Quake swarm near California-Mexico border: Why no cause for concern this time?

More than 250 small earthquakes rattled the city of Brawley, but seismologists say the chances of a destructive earthquake are slim.  

A map of earthquake faults in Southern California is displayed during a discussion of the state's earthquake early warning system. A swarm of earthquakes has struck the region since New Year's Day, but seismologists say the chance of triggering a larger earthquake has passed.

Rich Pedroncelli/AP

January 3, 2017

The California city of Brawley rang in the New Year with a swarm of more than 250 small earthquakes near the Mexico border.  

The strongest earthquake to shake the rural city, located 170 miles southeast of Los Angeles, was magnitude 3.9, according to the Los Angeles Times. Most of the tremors were too weak to be felt, although the combination of quakes and New Year’s Eve fireworks spooked some local dogs who went missing, according to media reports.

The Brawley Seismic Zone, in the desert region of Imperial County, is close enough to the major San Andreas and Imperial faults that it could theoretically trigger a domino effect of quakes through the more populous Riverside, San Bernardino, and Los Angeles counties, some experts say.

But not this time, say seismologists.

"This area may have produced the most earthquakes in the entire state of California, but they are small," Lucy Jones, a Caltech seismologist who has been called "the Beyoncé of earthquakes," told CNN. "If they happened a mile away we would be concerned, but these quakes are about 30 miles from the San Andreas Fault."

Since Saturday, at least 24 earthquakes in the southern end of the Brawley Seismic Zone registered magnitudes between 2.5 to 3.9, according to the US Geological Survey. The Brawley Seismic Zone extends for about 30 miles, from the city of 26,000 across the southern half of the Salton Sea.

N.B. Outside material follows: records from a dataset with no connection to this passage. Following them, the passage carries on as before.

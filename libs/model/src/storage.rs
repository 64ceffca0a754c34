//! Storage configuration for clustered sub-components.

use std::fmt;

use assembly_naming::Role;
use serde::{Deserialize, Serialize};

use crate::ModelError;

/// How a clustered sub-component stores its data.
#[derive(Debug, Clone, Copy, PartialEq, Eq, Serialize, Deserialize)]
#[serde(rename_all = "kebab-case")]
pub enum StorageType {
    /// Scratch storage that lives and dies with the member.
    Ephemeral,
    /// One persistent volume claim per replica, provisioned by the platform.
    PersistentClaim,
    /// Pre-provisioned node-local storage; never claim-managed.
    Local,
}

impl StorageType {
    /// Returns the wire name of the storage type.
    #[must_use]
    pub const fn as_str(&self) -> &'static str {
        match self {
            Self::Ephemeral => "ephemeral",
            Self::PersistentClaim => "persistent-claim",
            Self::Local => "local",
        }
    }
}

impl fmt::Display for StorageType {
    fn fmt(&self, f: &mut fmt::Formatter<'_>) -> fmt::Result {
        f.write_str(self.as_str())
    }
}

/// Storage configuration for one clustered sub-component.
///
/// `type`, `size` and `class` are fixed once the workload set exists;
/// `delete-claim` may change at any time and is always read from the
/// current spec when claims are about to be removed.
#[derive(Debug, Clone, PartialEq, Eq, Serialize, Deserialize)]
pub struct StorageConfig {
    #[serde(rename = "type")]
    pub storage_type: StorageType,

    #[serde(default, skip_serializing_if = "Option::is_none")]
    pub size: Option<String>,

    #[serde(default, rename = "class", skip_serializing_if = "Option::is_none")]
    pub storage_class: Option<String>,

    #[serde(default, rename = "delete-claim")]
    pub delete_claim: bool,
}

impl Default for StorageConfig {
    fn default() -> Self {
        Self::ephemeral()
    }
}

impl StorageConfig {
    /// Ephemeral storage.
    #[must_use]
    pub fn ephemeral() -> Self {
        Self {
            storage_type: StorageType::Ephemeral,
            size: None,
            storage_class: None,
            delete_claim: false,
        }
    }

    /// Persistent-claim storage.
    #[must_use]
    pub fn persistent_claim(
        size: impl Into<String>,
        storage_class: Option<String>,
        delete_claim: bool,
    ) -> Self {
        Self {
            storage_type: StorageType::PersistentClaim,
            size: Some(size.into()),
            storage_class,
            delete_claim,
        }
    }

    /// Parses and normalizes a storage JSON object for `role`.
    ///
    /// Class and delete-claim only mean something for persistent claims and
    /// are dropped for the other types.
    pub fn from_json(role: Role, json: &str) -> Result<Self, ModelError> {
        let invalid = |reason: String| ModelError::InvalidStorage { role, reason };

        let mut config: StorageConfig =
            serde_json::from_str(json).map_err(|e| invalid(e.to_string()))?;

        match config.storage_type {
            StorageType::PersistentClaim => {
                if config.size.as_deref().map_or(true, str::is_empty) {
                    return Err(invalid("persistent-claim storage requires a size".into()));
                }
            }
            StorageType::Ephemeral | StorageType::Local => {
                config.storage_class = None;
                config.delete_claim = false;
            }
        }

        Ok(config)
    }

    /// Returns true if this engine owns per-replica claims for this storage.
    #[must_use]
    pub fn is_claim_managed(&self) -> bool {
        self.storage_type == StorageType::PersistentClaim
    }

    /// Returns true if claims should be deleted when their replica goes away.
    #[must_use]
    pub fn deletes_claims(&self) -> bool {
        self.is_claim_managed() && self.delete_claim
    }

    /// Returns true if the immutable part (type, size, class) differs from `other`.
    #[must_use]
    pub fn immutable_differs(&self, other: &StorageConfig) -> bool {
        self.storage_type != other.storage_type
            || self.size != other.size
            || self.storage_class != other.storage_class
    }

    /// Combines the immutable part of `self` with the mutable delete-claim of `requested`.
    #[must_use]
    pub fn with_delete_claim_of(&self, requested: &StorageConfig) -> StorageConfig {
        StorageConfig {
            delete_claim: self.is_claim_managed() && requested.delete_claim,
            ..self.clone()
        }
    }

    /// Serializes to the JSON form used in spec sources and annotations.
    #[must_use]
    pub fn to_json(&self) -> String {
        serde_json::to_string(self).unwrap_or_else(|_| "{\"type\":\"ephemeral\"}".to_string())
    }
}

#[cfg(test)]
mod tests {
    use super::*;

    #[test]
    fn test_parse_persistent_claim() {
        let config = StorageConfig::from_json(
            Role::Kafka,
            r#"{"type": "persistent-claim", "size": "123", "class": "foo", "delete-claim": true}"#,
        )
        .unwrap();

        assert_eq!(config.storage_type, StorageType::PersistentClaim);
        assert_eq!(config.size.as_deref(), Some("123"));
        assert_eq!(config.storage_class.as_deref(), Some("foo"));
        assert!(config.deletes_claims());
    }

    #[test]
    fn test_delete_claim_defaults_to_false() {
        let config = StorageConfig::from_json(
            Role::Kafka,
            r#"{"type": "persistent-claim", "size": "1Gi"}"#,
        )
        .unwrap();
        assert!(!config.delete_claim);
        assert!(config.is_claim_managed());
    }

    #[test]
    fn test_local_drops_claim_settings() {
        let config = StorageConfig::from_json(
            Role::Zookeeper,
            r#"{"type": "local", "size": "123", "class": "foo", "delete-claim": true}"#,
        )
        .unwrap();

        assert_eq!(config.storage_type, StorageType::Local);
        assert_eq!(config.storage_class, None);
        assert!(!config.is_claim_managed());
        assert!(!config.deletes_claims());
    }

    #[test]
    fn test_persistent_claim_requires_size() {
        let err = StorageConfig::from_json(Role::Kafka, r#"{"type": "persistent-claim"}"#)
            .unwrap_err();
        assert!(matches!(err, ModelError::InvalidStorage { role: Role::Kafka, .. }));
    }

    #[test]
    fn test_unknown_type_rejected() {
        let err = StorageConfig::from_json(Role::Kafka, r#"{"type": "tape"}"#).unwrap_err();
        assert!(matches!(err, ModelError::InvalidStorage { .. }));
    }

    #[test]
    fn test_non_boolean_delete_claim_rejected() {
        let err = StorageConfig::from_json(
            Role::Kafka,
            r#"{"type": "persistent-claim", "size": "1", "delete-claim": "yes"}"#,
        )
        .unwrap_err();
        assert!(matches!(err, ModelError::InvalidStorage { .. }));
    }

    #[test]
    fn test_with_delete_claim_of_keeps_class() {
        let live = StorageConfig::persistent_claim("123", Some("foo".into()), false);
        let requested = StorageConfig::persistent_claim("123", Some("foo2".into()), true);

        assert!(live.immutable_differs(&requested));
        let effective = live.with_delete_claim_of(&requested);
        assert_eq!(effective.storage_class.as_deref(), Some("foo"));
        assert!(effective.delete_claim);
    }

    #[test]
    fn test_json_roundtrip_uses_wire_names() {
        let config = StorageConfig::persistent_claim("5Gi", Some("fast".into()), true);
        let json = config.to_json();
        assert!(json.contains("\"delete-claim\":true"));
        assert!(json.contains("\"type\":\"persistent-claim\""));
        assert_eq!(StorageConfig::from_json(Role::Kafka, &json).unwrap(), config);
    }
}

Earthquake swarms along the Brawley Seismic Zone are fairly common, but seismologists are still decoding the physics behind them.

"Compared to the rest of California, it's thinner crust, and hotter, and [has] more fluids," Dr. Jones told The Christian Science Monitor after another swarm in 2012. She described the Imperial Valley as "one big bowl of sediment."

13 survival stories from around the world

"Those would likely be reasons that contribute to this," she said. "But we don't yet have the details of the physics."

The Brawley area, 100 miles east of San Diego, is "like the very end of a ridge that's trying to spread open. It's actually probably giving up on spreading open," Jones said.

In 2012, the swarm of about 300 earthquakes included some with magnitudes 5.5 and 5.3. In a 2005 swarm, the strongest tremor was magnitude 5.1, according to a Caltech report.

Seismic activity in the area hasn't always limited itself to rattling windows. In 1979, a magnitude 6.5 earthquake shook nearby El Centro, injuring 91 and damaging buildings beyond repair, according to the Los Angeles Times. In 1940, a magnitude 7.1 earthquake shook the same area, leading to nine deaths, with tremors felt as far as Los Angeles.

Eight years ago, researchers simulated what would happen if an even stronger earthquake – registering 7.8 magnitude – plowed from the Salton Sea up the San Andreas Fault. They estimated that it could kill as many as 1,800 people and cause $200 billion in damage, reported the Los Angeles Times' Rong-Gong Lin II in September, just after another swarm shook Brawley.

But swarms happen all the time. A series of 600 small earthquakes jiggled the Mammoth Lakes area in the Sierra Nevada mountains in 2014, while other swarms have occurred in Idaho and Alabama.